Task objective →
Could you copy, exactly as written, every line from the first line of the records through the one containing "impl Callable for Add"?

(Stored data entries)
use async_trait::async_trait;
use pipecore::{
    Callable, FnBody, Instruction, ParamKind, Parameter, Signature, TaskArgs, TaskContext,
    TaskError, Value,
};

pub const ADD_ID: &str = "math.add";

/// `a + b`
pub struct Add;

/// `a + 1`
pub struct Increment;

#[async_trait]
impl Callable for Add {
    async fn call(&self, _ctx: TaskContext, args: TaskArgs) -> Result<Value, TaskError> {
        sum(args.require("a")?, args.require("b")?)
    }
}

#[async_trait]
impl Callable for Increment {
    async fn call(&self, _ctx: TaskContext, args: TaskArgs) -> Result<Value, TaskError> {
        sum(args.require("a")?, &Value::Int(1))
    }
}

/// Integer addition while both sides are integers, float otherwise
fn sum(a: &Value, b: &Value) -> Result<Value, TaskError> {
    match (a, b) {
        (Value::Int(x), Value::Int(y)) => x
            .checked_add(*y)
            .map(Value::Int)
            .ok_or_else(|| TaskError::ExecutionFailed(format!("{} + {} overflows", x, y))),
        _ => {
            let x = number(a, "a")?;
            let y = number(b, "b")?;
            Ok(Value::Float(x + y))
        }
    }
}

fn number(value: &Value, field: &str) -> Result<f64, TaskError> {
    value.as_f64().ok_or_else(|| TaskError::InvalidInputType {
        field: field.to_string(),
        expected: "number".to_string(),
        actual: value.type_name().to_string(),
    })
}

/// Two entry points share one instruction: which one runs depends on
/// whether the node sets `b`.
pub fn add() -> Instruction {
    let body = FnBody::new()
        .entry(Signature::new("add").untyped("a").untyped("b"), || Add)
        .entry(Signature::new("increment").untyped("a"), || Increment)
        .into_body();

    Instruction::new(ADD_ID, body)
        .with_description("Add two numbers, or increment one")
        .with_category("math")
        .with_parameter(Parameter::input("a", ParamKind::Number).required().with_label("A"))
        .with_parameter(Parameter::input("b", ParamKind::Number).with_label("B"))
        .with_parameter(Parameter::output("sum", ParamKind::Number).with_label("Sum"))
}
use petgraph::algo::{has_path_connecting, is_cyclic_directed};
use petgraph::graph::{DiGraph, NodeIndex};
use petgraph::visit::{Bfs, Reversed};
use pipecore::{Edge, Flow, Node};
use std::collections::HashMap;

/// One edge leaving a node, as seen from its source
#[derive(Debug, Clone, Copy)]
pub struct OutgoingEdge<'a> {
    pub edge: &'a Edge,
    pub target: &'a str,
    pub guard: Option<&'a str>,
}

/// Read-only adjacency view over a flow definition.
///
/// Outgoing edges keep the order in which they were declared in the flow;
/// branch selection depends on it.
pub struct FlowGraph<'a> {
    flow: &'a Flow,
    nodes: HashMap<&'a str, &'a Node>,
    adjacency: HashMap<&'a str, Vec<OutgoingEdge<'a>>>,
    incoming: HashMap<&'a str, usize>,
    graph: DiGraph<&'a str, ()>,
    index: HashMap<&'a str, NodeIndex>,
}

impl<'a> FlowGraph<'a> {
    pub fn new(flow: &'a Flow) -> Self {
        let mut graph = DiGraph::new();
        let mut index = HashMap::new();
        let mut nodes = HashMap::new();

        for node in &flow.nodes {
            nodes.entry(node.id.as_str()).or_insert(node);
            index
                .entry(node.id.as_str())
                .or_insert_with(|| graph.add_node(node.id.as_str()));
        }

        let mut adjacency: HashMap<&'a str, Vec<OutgoingEdge<'a>>> = HashMap::new();
        let mut incoming: HashMap<&'a str, usize> = HashMap::new();
        for edge in &flow.edges {
            adjacency
                .entry(edge.source.as_str())
                .or_default()
                .push(OutgoingEdge {
                    edge,
                    target: edge.target.as_str(),
                    guard: edge.label.as_deref(),
                });
            *incoming.entry(edge.target.as_str()).or_default() += 1;

            if let (Some(from), Some(to)) = (
                index.get(edge.source.as_str()),
                index.get(edge.target.as_str()),
            ) {
                graph.add_edge(*from, *to, ());
            }
        }

        Self {
            flow,
            nodes,
            adjacency,
            incoming,
            graph,
            index,
        }
    }

    pub fn flow(&self) -> &'a Flow {
        self.flow
    }

    pub fn node(&self, id: &str) -> Option<&'a Node> {
        self.nodes.get(id).copied()
    }

    /// Edges leaving `id`, in declaration order.
    pub fn outgoing(&self, id: &str) -> &[OutgoingEdge<'a>] {
        self.adjacency.get(id).map(Vec::as_slice).unwrap_or(&[])
    }

    pub fn has_outgoing(&self, id: &str) -> bool {
        !self.outgoing(id).is_empty()
    }

    pub fn has_incoming(&self, id: &str) -> bool {
        self.incoming.get(id).copied().unwrap_or(0) > 0
    }

    /// Nodes without incoming edges, in declaration order.
    pub fn start_nodes(&self) -> Vec<&'a Node> {
        self.flow
            .nodes
            .iter()
            .filter(|n| !self.has_incoming(&n.id))
            .collect()
    }

    /// Nodes without outgoing edges, in declaration order.
    pub fn end_nodes(&self) -> Vec<&'a Node> {
        self.flow
            .nodes
            .iter()
            .filter(|n| !self.has_outgoing(&n.id))
            .collect()
    }

    pub fn has_path(&self, from: &str, to: &str) -> bool {
        match (self.index.get(from), self.index.get(to)) {
            (Some(a), Some(b)) => has_path_connecting(&self.graph, *a, *b, None),
            _ => false,
        }
    }

    pub fn is_cyclic(&self) -> bool {
        is_cyclic_directed(&self.graph)
    }

    /// Every node that can reach `target`, nearest first. `target` itself is
    /// excluded even when it sits on a cycle.
    pub fn predecessors(&self, target: &str) -> Vec<&'a Node> {
        let Some(start) = self.index.get(target) else {
            return Vec::new();
        };
        let reversed = Reversed(&self.graph);
        let mut bfs = Bfs::new(reversed, *start);
        let mut found = Vec::new();
        while let Some(idx) = bfs.next(reversed) {
            let id = self.graph[idx];
            if id == target {
                continue;
            }
            if let Some(node) = self.node(id) {
                found.push(node);
            }
        }
        found
    }
}
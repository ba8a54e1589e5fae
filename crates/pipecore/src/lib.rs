//! Core abstractions for the flow engine
//!
//! This crate provides the data model, task traits, run reports and
//! repository contracts that all other components depend on. It has no
//! runtime logic of its own.

mod error;
pub mod events;
mod flow;
mod instruction;
mod report;
mod run;
mod store;
mod task;
mod value;

pub use error::{FlowDefError, FlowError, StoreError, TaskError};
pub use events::*;
pub use flow::{Edge, EdgeId, Flow, FlowId, Node, NodeId, Position};
pub use instruction::{Direction, Instruction, InstructionSource, ParamKind, Parameter};
pub use report::{ExecutionRecord, ExecutionReport, FileRecord, ProcessResults};
pub use run::{duration_millis, RunContext, RunFailure, RunOutcome, RunReport, RunStatus};
pub use store::{ExecutionHistoryStore, FlowRepository};
pub use task::{Callable, FnBody, ParamDecl, Signature, TaskArgs, TaskBody, TaskContext};
pub use value::{Value, ValueType, TRUTHY_TOKENS};

/// Result type for flow operations
pub type Result<T> = std::result::Result<T, FlowError>;
//! Flow and history stores.
//!
//! The in-memory variants back tests and one-shot CLI runs. The JSON-file
//! variants keep one document per flow under `<dir>/flows/` and a single
//! newest-first history file.

use async_trait::async_trait;
use pipecore::{ExecutionHistoryStore, ExecutionRecord, Flow, FlowId, FlowRepository, StoreError};
use std::collections::{HashMap, VecDeque};
use std::path::{Path, PathBuf};
use tokio::sync::RwLock;

/// Number of run records kept when no limit is configured
pub const DEFAULT_HISTORY_LIMIT: usize = 100;

#[derive(Default)]
pub struct InMemoryFlowRepository {
    flows: RwLock<HashMap<FlowId, Flow>>,
}

impl InMemoryFlowRepository {
    pub fn new() -> Self {
        Self::default()
    }
}

#[async_trait]
impl FlowRepository for InMemoryFlowRepository {
    async fn get_flow(&self, id: &str) -> Result<Option<Flow>, StoreError> {
        Ok(self.flows.read().await.get(id).cloned())
    }

    async fn save_flow(&self, flow: Flow) -> Result<FlowId, StoreError> {
        let id = flow.id.clone();
        self.flows.write().await.insert(id.clone(), flow);
        Ok(id)
    }

    async fn list_flows(&self) -> Result<Vec<Flow>, StoreError> {
        Ok(self.flows.read().await.values().cloned().collect())
    }

    async fn delete_flow(&self, id: &str) -> Result<bool, StoreError> {
        Ok(self.flows.write().await.remove(id).is_some())
    }
}

/// Bounded run history, newest first
pub struct InMemoryHistoryStore {
    records: RwLock<VecDeque<ExecutionRecord>>,
    limit: usize,
}

impl InMemoryHistoryStore {
    pub fn new(limit: usize) -> Self {
        Self {
            records: RwLock::new(VecDeque::new()),
            limit,
        }
    }
}

impl Default for InMemoryHistoryStore {
    fn default() -> Self {
        Self::new(DEFAULT_HISTORY_LIMIT)
    }
}

#[async_trait]
impl ExecutionHistoryStore for InMemoryHistoryStore {
    async fn append(&self, record: ExecutionRecord) -> Result<bool, StoreError> {
        let mut records = self.records.write().await;
        records.push_front(record);
        records.truncate(self.limit);
        Ok(true)
    }

    async fn list_by_flow(&self, flow_id: &str) -> Result<Vec<ExecutionRecord>, StoreError> {
        Ok(self
            .records
            .read()
            .await
            .iter()
            .filter(|r| r.flow_id == flow_id)
            .cloned()
            .collect())
    }

    async fn list_all(&self) -> Result<Vec<ExecutionRecord>, StoreError> {
        Ok(self.records.read().await.iter().cloned().collect())
    }
}

/// Flow definitions stored as `<dir>/<id>.json`
pub struct JsonFileFlowRepository {
    dir: PathBuf,
}

impl JsonFileFlowRepository {
    pub fn new(dir: impl Into<PathBuf>) -> Self {
        Self { dir: dir.into() }
    }

    fn path_for(&self, id: &str) -> PathBuf {
        self.dir.join(format!("{}.json", id))
    }
}

#[async_trait]
impl FlowRepository for JsonFileFlowRepository {
    async fn get_flow(&self, id: &str) -> Result<Option<Flow>, StoreError> {
        match tokio::fs::read_to_string(self.path_for(id)).await {
            Ok(content) => Ok(Some(serde_json::from_str(&content)?)),
            Err(e) if e.kind() == std::io::ErrorKind::NotFound => Ok(None),
            Err(e) => Err(e.into()),
        }
    }

    async fn save_flow(&self, flow: Flow) -> Result<FlowId, StoreError> {
        tokio::fs::create_dir_all(&self.dir).await?;
        let content = serde_json::to_string_pretty(&flow)?;
        tokio::fs::write(self.path_for(&flow.id), content).await?;
        tracing::debug!("Saved flow {} to {}", flow.id, self.dir.display());
        Ok(flow.id)
    }

    async fn list_flows(&self) -> Result<Vec<Flow>, StoreError> {
        let mut entries = match tokio::fs::read_dir(&self.dir).await {
            Ok(entries) => entries,
            Err(e) if e.kind() == std::io::ErrorKind::NotFound => return Ok(Vec::new()),
            Err(e) => return Err(e.into()),
        };

        let mut flows = Vec::new();
        while let Some(entry) = entries.next_entry().await? {
            let path = entry.path();
            if path.extension().and_then(|e| e.to_str()) != Some("json") {
                continue;
            }
            let content = tokio::fs::read_to_string(&path).await?;
            match serde_json::from_str::<Flow>(&content) {
                Ok(flow) => flows.push(flow),
                Err(e) => tracing::warn!("Skipping unreadable flow file {}: {}", path.display(), e),
            }
        }
        Ok(flows)
    }

    async fn delete_flow(&self, id: &str) -> Result<bool, StoreError> {
        match tokio::fs::remove_file(self.path_for(id)).await {
            Ok(()) => Ok(true),
            Err(e) if e.kind() == std::io::ErrorKind::NotFound => Ok(false),
            Err(e) => Err(e.into()),
        }
    }
}

/// Run history kept in one JSON array, newest first, capped at `limit`
pub struct JsonFileHistoryStore {
    path: PathBuf,
    limit: usize,
    // serializes read-modify-write cycles on the file
    lock: RwLock<()>,
}

impl JsonFileHistoryStore {
    pub fn new(path: impl Into<PathBuf>, limit: usize) -> Self {
        Self {
            path: path.into(),
            limit,
            lock: RwLock::new(()),
        }
    }

    pub fn path(&self) -> &Path {
        &self.path
    }

    async fn load(&self) -> Result<Vec<ExecutionRecord>, StoreError> {
        match tokio::fs::read_to_string(&self.path).await {
            Ok(content) if content.trim().is_empty() => Ok(Vec::new()),
            Ok(content) => Ok(serde_json::from_str(&content)?),
            Err(e) if e.kind() == std::io::ErrorKind::NotFound => Ok(Vec::new()),
            Err(e) => Err(e.into()),
        }
    }
}

#[async_trait]
impl ExecutionHistoryStore for JsonFileHistoryStore {
    async fn append(&self, record: ExecutionRecord) -> Result<bool, StoreError> {
        let _guard = self.lock.write().await;
        let mut records = self.load().await?;
        records.insert(0, record);
        records.truncate(self.limit);

        if let Some(parent) = self.path.parent() {
            tokio::fs::create_dir_all(parent).await?;
        }
        let content = serde_json::to_string_pretty(&records)?;
        tokio::fs::write(&self.path, content).await?;
        Ok(true)
    }

    async fn list_by_flow(&self, flow_id: &str) -> Result<Vec<ExecutionRecord>, StoreError> {
        let _guard = self.lock.read().await;
        Ok(self
            .load()
            .await?
            .into_iter()
            .filter(|r| r.flow_id == flow_id)
            .collect())
    }

    async fn list_all(&self) -> Result<Vec<ExecutionRecord>, StoreError> {
        let _guard = self.lock.read().await;
        self.load().await
    }
}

Result of this exercise →
use async_trait::async_trait;
use pipecore::{
    Callable, FnBody, Instruction, ParamKind, Parameter, Signature, TaskArgs, TaskContext,
    TaskError, Value,
};

pub const ADD_ID: &str = "math.add";

/// `a + b`
pub struct Add;

/// `a + 1`
pub struct Increment;

#[async_trait]
impl Callable for Add {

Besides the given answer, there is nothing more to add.